- Task requirements -
Give as output the line that contains "pub const GREY_D: Color", followed by every remaining line of the entries, unchanged and with nothing added.

────────────────

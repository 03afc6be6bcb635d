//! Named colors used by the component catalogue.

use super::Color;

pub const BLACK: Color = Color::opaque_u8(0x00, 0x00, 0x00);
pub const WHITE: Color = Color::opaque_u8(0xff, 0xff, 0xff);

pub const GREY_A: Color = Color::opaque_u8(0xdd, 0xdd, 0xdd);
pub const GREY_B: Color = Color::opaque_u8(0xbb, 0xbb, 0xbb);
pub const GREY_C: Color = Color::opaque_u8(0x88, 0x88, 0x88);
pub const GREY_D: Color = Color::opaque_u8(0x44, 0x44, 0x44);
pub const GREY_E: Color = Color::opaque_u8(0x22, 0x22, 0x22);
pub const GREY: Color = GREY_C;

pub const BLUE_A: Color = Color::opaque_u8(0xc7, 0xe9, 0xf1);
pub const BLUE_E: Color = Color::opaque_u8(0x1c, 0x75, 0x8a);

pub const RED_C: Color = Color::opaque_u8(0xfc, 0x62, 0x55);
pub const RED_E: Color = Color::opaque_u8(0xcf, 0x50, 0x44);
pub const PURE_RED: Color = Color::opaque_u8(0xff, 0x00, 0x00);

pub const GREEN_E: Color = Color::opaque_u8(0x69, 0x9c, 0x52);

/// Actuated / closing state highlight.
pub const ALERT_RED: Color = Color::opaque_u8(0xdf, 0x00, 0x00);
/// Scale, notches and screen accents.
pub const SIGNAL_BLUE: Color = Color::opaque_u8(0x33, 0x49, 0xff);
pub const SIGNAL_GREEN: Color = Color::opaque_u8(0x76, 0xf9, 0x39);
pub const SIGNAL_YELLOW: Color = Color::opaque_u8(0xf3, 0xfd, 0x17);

────────────────

- Task solution -
pub const GREY_D: Color = Color::opaque_u8(0x44, 0x44, 0x44);
pub const GREY_E: Color = Color::opaque_u8(0x22, 0x22, 0x22);
pub const GREY: Color = GREY_C;

pub const BLUE_A: Color = Color::opaque_u8(0xc7, 0xe9, 0xf1);
pub const BLUE_E: Color = Color::opaque_u8(0x1c, 0x75, 0x8a);

pub const RED_C: Color = Color::opaque_u8(0xfc, 0x62, 0x55);
pub const RED_E: Color = Color::opaque_u8(0xcf, 0x50, 0x44);
pub const PURE_RED: Color = Color::opaque_u8(0xff, 0x00, 0x00);

pub const GREEN_E: Color = Color::opaque_u8(0x69, 0x9c, 0x52);

/// Actuated / closing state highlight.
pub const ALERT_RED: Color = Color::opaque_u8(0xdf, 0x00, 0x00);
/// Scale, notches and screen accents.
pub const SIGNAL_BLUE: Color = Color::opaque_u8(0x33, 0x49, 0xff);
pub const SIGNAL_GREEN: Color = Color::opaque_u8(0x76, 0xf9, 0x39);
pub const SIGNAL_YELLOW: Color = Color::opaque_u8(0xf3, 0xfd, 0x17);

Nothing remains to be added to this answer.